* _WORK ORDER_
Write out the entries below exactly, from the first line to the one with "use super::model;", both ends included.

---- EXTRACTED RECORDS

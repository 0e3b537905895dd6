//! ViewModel for the transmission edit dialog
//!
//! All transitions go through `TransmissionEditState`; this type only wires
//! them to signals, the HTTP call and the toast service.

use super::model;
use super::state::{EditField, SaveOutcome, TransmissionEditState};
use crate::shared::notifications::NotificationService;
use contracts::domain::a030_car_transmission::aggregate::CarTransmission;
use leptos::prelude::*;

#[derive(Clone, Copy)]
pub struct UpdateTransmissionVm {
    pub state: RwSignal<TransmissionEditState>,
}

impl UpdateTransmissionVm {
    pub fn new() -> Self {
        Self {
            state: RwSignal::new(TransmissionEditState::default()),
        }
    }

    // === Derived signals ===

    pub fn is_open(&self) -> Signal<bool> {
        let state = self.state;
        Signal::derive(move || state.with(|s| s.open))
    }

    pub fn is_loading(&self) -> Signal<bool> {
        let state = self.state;
        Signal::derive(move || state.with(|s| s.loading))
    }

    pub fn field(&self, field: EditField) -> Signal<String> {
        let state = self.state;
        Signal::derive(move || state.with(|s| s.field(field).to_string()))
    }

    // === Commands ===

    pub fn open(&self, record: &CarTransmission) {
        log::info!("edit car transmission {}", record.id.value());
        self.state.update(|s| s.open_from(record));
    }

    pub fn close(&self) {
        self.state.update(|s| s.close());
    }

    pub fn set_field(&self, field: EditField, value: String) {
        self.state.update(|s| s.set_field(field, value));
    }

    pub fn clear(&self) {
        self.state.update(|s| s.clear());
    }

    /// Send the PATCH unless one is already in flight.
    /// `on_saved` runs once after a successful update.
    pub fn save_command(&self, notifications: NotificationService, on_saved: Callback<()>) {
        let request = self.state.try_update(|s| s.begin_submit()).flatten();
        let Some(request) = request else {
            return;
        };

        let state = self.state;
        wasm_bindgen_futures::spawn_local(async move {
            let result = model::update_transmission(request.id, &request.body).await;
            let outcome = SaveOutcome::from_response(result);

            // The row may have been re-rendered while the request was in flight.
            let _ = state.try_update(|s| s.finish_submit(&outcome));

            match &outcome {
                SaveOutcome::Saved => {
                    log::info!("car transmission {} updated", request.id.value());
                }
                SaveOutcome::Rejected => {
                    log::warn!("car transmission {} update rejected", request.id.value());
                }
                SaveOutcome::Failed(e) => {
                    log::error!("car transmission {} update failed: {}", request.id.value(), e);
                }
            }

            let effects = outcome.effects();
            notifications.notify(effects.toast, effects.message);
            if effects.refresh {
                on_saved.try_run(());
            }
        });
    }
}

impl Default for UpdateTransmissionVm {
    fn default() -> Self {
        Self::new()
    }
}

--------

* _OUTPUT FOR THIS TASK_
repository 0e3b537905895dd6
//! ViewModel for the transmission edit dialog
//!
//! All transitions go through `TransmissionEditState`; this type only wires
//! them to signals, the HTTP call and the toast service.

use super::model;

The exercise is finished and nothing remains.